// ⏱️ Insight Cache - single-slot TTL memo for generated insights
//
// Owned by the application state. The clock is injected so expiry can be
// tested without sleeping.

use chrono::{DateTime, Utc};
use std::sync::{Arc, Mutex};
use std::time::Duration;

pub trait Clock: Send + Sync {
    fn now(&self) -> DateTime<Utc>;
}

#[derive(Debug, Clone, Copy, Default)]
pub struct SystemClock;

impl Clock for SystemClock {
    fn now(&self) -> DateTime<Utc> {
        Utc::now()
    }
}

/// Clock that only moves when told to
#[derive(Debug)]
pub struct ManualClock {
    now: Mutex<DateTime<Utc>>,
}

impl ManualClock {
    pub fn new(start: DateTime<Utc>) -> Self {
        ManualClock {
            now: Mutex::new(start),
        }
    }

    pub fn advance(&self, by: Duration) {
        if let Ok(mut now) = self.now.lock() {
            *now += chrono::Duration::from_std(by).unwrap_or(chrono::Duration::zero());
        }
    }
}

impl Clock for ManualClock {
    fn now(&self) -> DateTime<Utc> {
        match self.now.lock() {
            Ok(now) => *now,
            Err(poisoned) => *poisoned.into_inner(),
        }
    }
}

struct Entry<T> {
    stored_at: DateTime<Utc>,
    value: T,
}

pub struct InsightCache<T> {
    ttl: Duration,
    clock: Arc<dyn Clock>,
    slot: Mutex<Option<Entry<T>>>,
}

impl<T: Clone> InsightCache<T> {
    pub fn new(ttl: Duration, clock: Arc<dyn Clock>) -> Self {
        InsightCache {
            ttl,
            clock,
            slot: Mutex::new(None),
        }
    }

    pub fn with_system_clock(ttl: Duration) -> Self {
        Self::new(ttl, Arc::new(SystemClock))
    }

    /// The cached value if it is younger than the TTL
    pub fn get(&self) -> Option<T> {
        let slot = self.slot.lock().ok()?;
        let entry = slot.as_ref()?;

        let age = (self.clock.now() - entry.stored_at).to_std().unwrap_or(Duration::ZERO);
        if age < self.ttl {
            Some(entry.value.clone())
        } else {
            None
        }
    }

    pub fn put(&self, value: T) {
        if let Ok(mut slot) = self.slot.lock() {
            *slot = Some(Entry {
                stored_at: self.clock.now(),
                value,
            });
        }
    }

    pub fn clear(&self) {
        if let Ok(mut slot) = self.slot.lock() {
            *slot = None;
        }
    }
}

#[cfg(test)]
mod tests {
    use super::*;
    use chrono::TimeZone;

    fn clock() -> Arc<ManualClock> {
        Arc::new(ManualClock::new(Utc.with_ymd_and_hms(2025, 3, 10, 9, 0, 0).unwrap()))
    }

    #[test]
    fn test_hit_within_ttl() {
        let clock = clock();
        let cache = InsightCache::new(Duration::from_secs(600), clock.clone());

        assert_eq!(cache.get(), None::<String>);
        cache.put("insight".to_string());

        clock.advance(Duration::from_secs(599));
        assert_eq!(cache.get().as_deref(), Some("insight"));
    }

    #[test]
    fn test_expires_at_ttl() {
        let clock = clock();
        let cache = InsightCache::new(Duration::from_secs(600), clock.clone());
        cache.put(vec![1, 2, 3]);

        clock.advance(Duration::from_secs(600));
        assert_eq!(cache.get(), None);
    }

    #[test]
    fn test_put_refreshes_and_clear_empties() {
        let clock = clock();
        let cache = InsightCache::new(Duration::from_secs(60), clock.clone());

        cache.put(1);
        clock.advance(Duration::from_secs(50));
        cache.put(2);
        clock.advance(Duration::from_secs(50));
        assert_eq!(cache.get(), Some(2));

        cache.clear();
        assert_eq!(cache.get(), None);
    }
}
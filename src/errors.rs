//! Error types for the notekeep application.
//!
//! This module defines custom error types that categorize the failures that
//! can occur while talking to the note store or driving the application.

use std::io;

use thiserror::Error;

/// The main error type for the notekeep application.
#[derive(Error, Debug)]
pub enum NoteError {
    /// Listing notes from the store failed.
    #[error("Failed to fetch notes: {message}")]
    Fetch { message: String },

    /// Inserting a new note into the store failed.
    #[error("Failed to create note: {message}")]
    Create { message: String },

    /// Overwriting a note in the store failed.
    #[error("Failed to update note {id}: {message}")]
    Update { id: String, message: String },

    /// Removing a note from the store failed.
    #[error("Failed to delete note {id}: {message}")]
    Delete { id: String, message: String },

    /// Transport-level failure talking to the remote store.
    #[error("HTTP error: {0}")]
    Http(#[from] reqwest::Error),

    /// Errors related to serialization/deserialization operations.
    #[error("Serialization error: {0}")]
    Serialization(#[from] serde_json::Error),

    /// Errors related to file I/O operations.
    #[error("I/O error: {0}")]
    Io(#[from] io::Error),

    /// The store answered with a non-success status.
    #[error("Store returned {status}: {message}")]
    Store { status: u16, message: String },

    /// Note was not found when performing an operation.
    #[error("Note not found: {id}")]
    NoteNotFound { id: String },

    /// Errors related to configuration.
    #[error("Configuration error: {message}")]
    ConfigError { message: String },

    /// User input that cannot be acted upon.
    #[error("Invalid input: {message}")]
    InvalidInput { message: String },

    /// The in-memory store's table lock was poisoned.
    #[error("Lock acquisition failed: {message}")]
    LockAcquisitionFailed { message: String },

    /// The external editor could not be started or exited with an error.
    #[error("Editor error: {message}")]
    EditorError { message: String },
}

------------------------

If a line in the material contains "None", show it.

__RESULT FOR THIS EXERCISE__.
            slot: Mutex::new(None),
            None
            *slot = None;
        assert_eq!(cache.get(), None::<String>);
        assert_eq!(cache.get(), None);
        assert_eq!(cache.get(), None);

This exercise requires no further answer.